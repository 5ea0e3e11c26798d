//! Shell configuration persistence
//!
//! Stores layout policy in `~/.config/player-shell/config.yaml`: width clamp
//! ranges, reveal/close/throttle timings, transition durations and the fixed
//! heights of the shell bars. Every field has a default, so a partial file
//! only overrides what it names.

use std::path::Path;
use std::time::Duration;

use anyhow::Context;
use serde::{Deserialize, Serialize};

/// Allowed pixel range for one sidebar edge, plus the width used when the
/// persisted value cannot be read
#[derive(Debug, Clone, Copy, PartialEq, Serialize, Deserialize)]
pub struct WidthRange {
    pub min: f32,
    pub max: f32,
    pub default: f32,
}

impl WidthRange {
    pub const fn new(min: f32, max: f32, default: f32) -> Self {
        Self { min, max, default }
    }

    /// Clamp a pixel width into `[min, max]`. NaN collapses to `min`.
    pub fn clamp(&self, px: f32) -> f32 {
        if px.is_nan() {
            return self.min;
        }
        px.max(self.min).min(self.max)
    }
}

/// Clamp ranges for both sidebars
#[derive(Debug, Clone, Copy, PartialEq, Serialize, Deserialize)]
pub struct SidebarLimits {
    #[serde(default = "default_left_range")]
    pub left: WidthRange,
    #[serde(default = "default_right_range")]
    pub right: WidthRange,
}

fn default_left_range() -> WidthRange {
    WidthRange::new(165.0, 400.0, 400.0)
}

fn default_right_range() -> WidthRange {
    WidthRange::new(250.0, 960.0, 400.0)
}

impl Default for SidebarLimits {
    fn default() -> Self {
        Self {
            left: default_left_range(),
            right: default_right_range(),
        }
    }
}

/// Delays driving the drawer and the resize throttle
#[derive(Debug, Clone, Copy, PartialEq, Eq, Serialize, Deserialize)]
pub struct TimingConfig {
    /// Hover time on the reveal affordance before the drawer opens
    #[serde(default = "default_reveal_delay")]
    pub reveal_delay_ms: u64,
    /// Delay between leaving the drawer and checking whether to close it
    #[serde(default = "default_close_delay")]
    pub drawer_close_delay_ms: u64,
    /// Minimum spacing between width writes during a drag
    #[serde(default = "default_throttle")]
    pub resize_throttle_ms: u64,
}

fn default_reveal_delay() -> u64 {
    500
}

fn default_close_delay() -> u64 {
    50
}

fn default_throttle() -> u64 {
    50
}

impl Default for TimingConfig {
    fn default() -> Self {
        Self {
            reveal_delay_ms: default_reveal_delay(),
            drawer_close_delay_ms: default_close_delay(),
            resize_throttle_ms: default_throttle(),
        }
    }
}

impl TimingConfig {
    pub fn reveal_delay(&self) -> Duration {
        Duration::from_millis(self.reveal_delay_ms)
    }

    pub fn drawer_close_delay(&self) -> Duration {
        Duration::from_millis(self.drawer_close_delay_ms)
    }

    pub fn resize_throttle(&self) -> Duration {
        Duration::from_millis(self.resize_throttle_ms)
    }
}

/// Enter/exit durations of one slot occupant
#[derive(Debug, Clone, Copy, PartialEq, Eq, Serialize, Deserialize)]
pub struct TransitionTiming {
    pub enter_ms: u64,
    pub exit_ms: u64,
}

impl TransitionTiming {
    pub const fn new(enter_ms: u64, exit_ms: u64) -> Self {
        Self { enter_ms, exit_ms }
    }
}

#[derive(Debug, Clone, Copy, PartialEq, Eq, Serialize, Deserialize)]
pub struct AnimationConfig {
    #[serde(default = "default_button_timing")]
    pub drawer_button: TransitionTiming,
    #[serde(default = "default_drawer_timing")]
    pub drawer: TransitionTiming,
    #[serde(default = "default_side_panel_timing")]
    pub side_panel: TransitionTiming,
}

fn default_button_timing() -> TransitionTiming {
    TransitionTiming::new(100, 200)
}

fn default_drawer_timing() -> TransitionTiming {
    TransitionTiming::new(300, 300)
}

fn default_side_panel_timing() -> TransitionTiming {
    TransitionTiming::new(500, 500)
}

impl Default for AnimationConfig {
    fn default() -> Self {
        Self {
            drawer_button: default_button_timing(),
            drawer: default_drawer_timing(),
            side_panel: default_side_panel_timing(),
        }
    }
}

/// Fixed chrome around the routed content
#[derive(Debug, Clone, Copy, PartialEq, Serialize, Deserialize)]
pub struct ChromeConfig {
    #[serde(default = "default_title_bar_height")]
    pub title_bar_height: f32,
    #[serde(default = "default_player_bar_height")]
    pub player_bar_height: f32,
    #[serde(default = "default_handle_width")]
    pub handle_width: f32,
    /// Drawer width as a fraction of the window width
    #[serde(default = "default_drawer_width_fraction")]
    pub drawer_width_fraction: f32,
    #[serde(default = "default_drawer_min_width")]
    pub drawer_min_width: f32,
    /// Vertical space the drawer leaves free inside the main row
    #[serde(default = "default_drawer_inset")]
    pub drawer_vertical_inset: f32,
}

fn default_title_bar_height() -> f32 {
    30.0
}

fn default_player_bar_height() -> f32 {
    90.0
}

fn default_handle_width() -> f32 {
    2.0
}

fn default_drawer_width_fraction() -> f32 {
    0.3
}

fn default_drawer_min_width() -> f32 {
    400.0
}

fn default_drawer_inset() -> f32 {
    120.0
}

impl Default for ChromeConfig {
    fn default() -> Self {
        Self {
            title_bar_height: default_title_bar_height(),
            player_bar_height: default_player_bar_height(),
            handle_width: default_handle_width(),
            drawer_width_fraction: default_drawer_width_fraction(),
            drawer_min_width: default_drawer_min_width(),
            drawer_vertical_inset: default_drawer_inset(),
        }
    }
}

/// Layout configuration that persists across sessions
#[derive(Debug, Clone, Default, PartialEq, Serialize, Deserialize)]
pub struct ShellConfig {
    #[serde(default)]
    pub sidebar: SidebarLimits,
    #[serde(default)]
    pub timing: TimingConfig,
    #[serde(default)]
    pub animation: AnimationConfig,
    #[serde(default)]
    pub chrome: ChromeConfig,
}

impl ShellConfig {
    /// Load config from the default location, or return defaults if not found
    pub fn load() -> Self {
        let Some(path) = crate::config_paths::config_file() else {
            tracing::debug!("No config directory available, using defaults");
            return Self::default();
        };
        Self::load_from(&path)
    }

    /// Load config from `path`, falling back to defaults on any failure
    pub fn load_from(path: &Path) -> Self {
        if !path.exists() {
            tracing::debug!(
                "Config file not found at {}, using defaults",
                path.display()
            );
            return Self::default();
        }

        match std::fs::read_to_string(path) {
            Ok(content) => match serde_yaml::from_str(&content) {
                Ok(config) => {
                    tracing::info!("Loaded config from {}", path.display());
                    config
                }
                Err(e) => {
                    tracing::warn!("Failed to parse config at {}: {}", path.display(), e);
                    Self::default()
                }
            },
            Err(e) => {
                tracing::warn!("Failed to read config at {}: {}", path.display(), e);
                Self::default()
            }
        }
    }

    /// Save config to the default location
    pub fn save(&self) -> anyhow::Result<()> {
        let path = crate::config_paths::config_file()
            .context("No config directory available")?;
        self.save_to(&path)
    }

    /// Save config to `path`, creating the parent directory if needed
    pub fn save_to(&self, path: &Path) -> anyhow::Result<()> {
        if let Some(parent) = path.parent() {
            std::fs::create_dir_all(parent).with_context(|| {
                format!("Failed to create config directory {}", parent.display())
            })?;
        }

        let content = serde_yaml::to_string(self).context("Failed to serialize config")?;
        std::fs::write(path, content)
            .with_context(|| format!("Failed to write config to {}", path.display()))?;

        tracing::info!("Saved config to {}", path.display());
        Ok(())
    }
}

--- Requirement ---
If a line of the listing above holds the string "location", copy it.

--- Response for this exercise ---
    /// Load config from the default location, or return defaults if not found
    /// Save config to the default location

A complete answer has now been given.